### WORK TASK
For the records below, give the number of lines in which "encoding" appears, and add nothing else.

### Data excerpts
----
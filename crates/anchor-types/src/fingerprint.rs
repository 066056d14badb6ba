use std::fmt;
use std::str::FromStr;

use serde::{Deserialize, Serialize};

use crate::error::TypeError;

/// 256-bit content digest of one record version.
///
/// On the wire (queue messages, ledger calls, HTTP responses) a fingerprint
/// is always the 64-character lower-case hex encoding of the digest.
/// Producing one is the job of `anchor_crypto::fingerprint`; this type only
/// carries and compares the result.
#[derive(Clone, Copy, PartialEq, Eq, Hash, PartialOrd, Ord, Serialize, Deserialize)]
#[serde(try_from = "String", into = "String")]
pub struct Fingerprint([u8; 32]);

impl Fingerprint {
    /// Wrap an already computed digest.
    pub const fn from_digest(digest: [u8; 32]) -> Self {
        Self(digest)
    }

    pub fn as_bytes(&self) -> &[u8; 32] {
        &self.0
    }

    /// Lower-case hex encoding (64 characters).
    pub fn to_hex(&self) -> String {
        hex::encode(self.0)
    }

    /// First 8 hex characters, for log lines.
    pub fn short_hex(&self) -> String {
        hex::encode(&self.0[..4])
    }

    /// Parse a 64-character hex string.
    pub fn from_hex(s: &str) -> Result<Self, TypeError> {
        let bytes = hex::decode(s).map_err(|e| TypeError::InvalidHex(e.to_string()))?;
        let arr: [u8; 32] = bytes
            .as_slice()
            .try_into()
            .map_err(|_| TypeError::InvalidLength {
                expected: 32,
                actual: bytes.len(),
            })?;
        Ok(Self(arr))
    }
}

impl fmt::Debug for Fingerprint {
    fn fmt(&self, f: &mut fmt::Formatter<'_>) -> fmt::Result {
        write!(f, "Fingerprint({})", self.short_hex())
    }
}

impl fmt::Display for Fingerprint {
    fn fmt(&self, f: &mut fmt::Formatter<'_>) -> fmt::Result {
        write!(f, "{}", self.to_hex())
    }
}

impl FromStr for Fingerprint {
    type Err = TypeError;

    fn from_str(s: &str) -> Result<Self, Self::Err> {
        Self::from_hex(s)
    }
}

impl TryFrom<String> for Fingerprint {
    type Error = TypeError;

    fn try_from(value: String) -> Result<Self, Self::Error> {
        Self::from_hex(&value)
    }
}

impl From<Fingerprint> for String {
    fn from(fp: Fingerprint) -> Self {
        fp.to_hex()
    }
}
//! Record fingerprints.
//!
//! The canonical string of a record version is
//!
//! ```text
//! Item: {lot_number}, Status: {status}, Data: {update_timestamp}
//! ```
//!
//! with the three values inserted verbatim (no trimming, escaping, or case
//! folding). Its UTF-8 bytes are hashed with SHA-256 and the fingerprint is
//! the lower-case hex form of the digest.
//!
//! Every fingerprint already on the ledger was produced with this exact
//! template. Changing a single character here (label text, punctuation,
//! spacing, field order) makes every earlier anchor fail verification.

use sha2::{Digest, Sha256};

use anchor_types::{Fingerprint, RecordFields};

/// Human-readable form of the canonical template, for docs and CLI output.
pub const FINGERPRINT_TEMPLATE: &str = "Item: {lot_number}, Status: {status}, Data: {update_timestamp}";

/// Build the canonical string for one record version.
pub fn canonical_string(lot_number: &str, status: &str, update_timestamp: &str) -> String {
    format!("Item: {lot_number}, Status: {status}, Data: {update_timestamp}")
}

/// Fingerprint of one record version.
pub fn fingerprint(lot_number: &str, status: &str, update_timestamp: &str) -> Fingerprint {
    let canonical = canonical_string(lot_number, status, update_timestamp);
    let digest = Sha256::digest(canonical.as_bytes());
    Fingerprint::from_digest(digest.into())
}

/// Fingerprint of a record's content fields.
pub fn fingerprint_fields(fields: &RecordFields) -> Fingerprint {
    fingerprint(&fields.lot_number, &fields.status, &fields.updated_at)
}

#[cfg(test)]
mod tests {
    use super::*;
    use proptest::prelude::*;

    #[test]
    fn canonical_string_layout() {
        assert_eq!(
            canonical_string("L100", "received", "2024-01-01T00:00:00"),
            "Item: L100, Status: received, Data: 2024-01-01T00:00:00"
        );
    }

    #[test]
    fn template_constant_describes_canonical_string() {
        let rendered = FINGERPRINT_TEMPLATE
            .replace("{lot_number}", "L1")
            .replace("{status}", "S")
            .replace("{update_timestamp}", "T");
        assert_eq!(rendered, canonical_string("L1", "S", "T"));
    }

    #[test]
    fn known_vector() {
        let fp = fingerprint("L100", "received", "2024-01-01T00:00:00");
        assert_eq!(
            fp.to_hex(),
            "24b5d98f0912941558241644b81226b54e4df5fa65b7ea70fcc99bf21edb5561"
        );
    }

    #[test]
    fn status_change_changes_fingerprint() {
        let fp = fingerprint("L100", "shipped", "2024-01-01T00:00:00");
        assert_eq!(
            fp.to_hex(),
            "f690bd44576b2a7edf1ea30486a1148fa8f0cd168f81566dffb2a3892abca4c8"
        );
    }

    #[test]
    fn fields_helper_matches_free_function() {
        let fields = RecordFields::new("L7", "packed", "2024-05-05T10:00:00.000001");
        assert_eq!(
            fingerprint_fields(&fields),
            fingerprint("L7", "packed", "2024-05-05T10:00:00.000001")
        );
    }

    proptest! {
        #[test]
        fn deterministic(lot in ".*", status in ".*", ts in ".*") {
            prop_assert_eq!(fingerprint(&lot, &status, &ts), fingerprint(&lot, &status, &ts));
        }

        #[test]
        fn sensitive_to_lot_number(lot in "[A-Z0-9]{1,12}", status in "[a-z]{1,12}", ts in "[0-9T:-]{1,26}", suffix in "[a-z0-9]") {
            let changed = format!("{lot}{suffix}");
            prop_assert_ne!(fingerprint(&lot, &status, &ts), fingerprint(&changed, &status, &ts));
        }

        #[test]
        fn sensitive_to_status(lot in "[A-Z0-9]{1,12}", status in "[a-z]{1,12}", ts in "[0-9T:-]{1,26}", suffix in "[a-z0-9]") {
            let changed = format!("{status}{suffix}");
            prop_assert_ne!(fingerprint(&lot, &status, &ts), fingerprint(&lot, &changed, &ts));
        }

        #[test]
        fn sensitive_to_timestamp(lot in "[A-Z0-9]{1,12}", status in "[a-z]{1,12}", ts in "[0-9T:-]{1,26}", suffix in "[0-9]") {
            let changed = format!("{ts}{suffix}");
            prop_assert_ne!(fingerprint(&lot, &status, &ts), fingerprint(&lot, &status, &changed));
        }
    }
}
----
### ANSWER TO THIS PROBLEM
2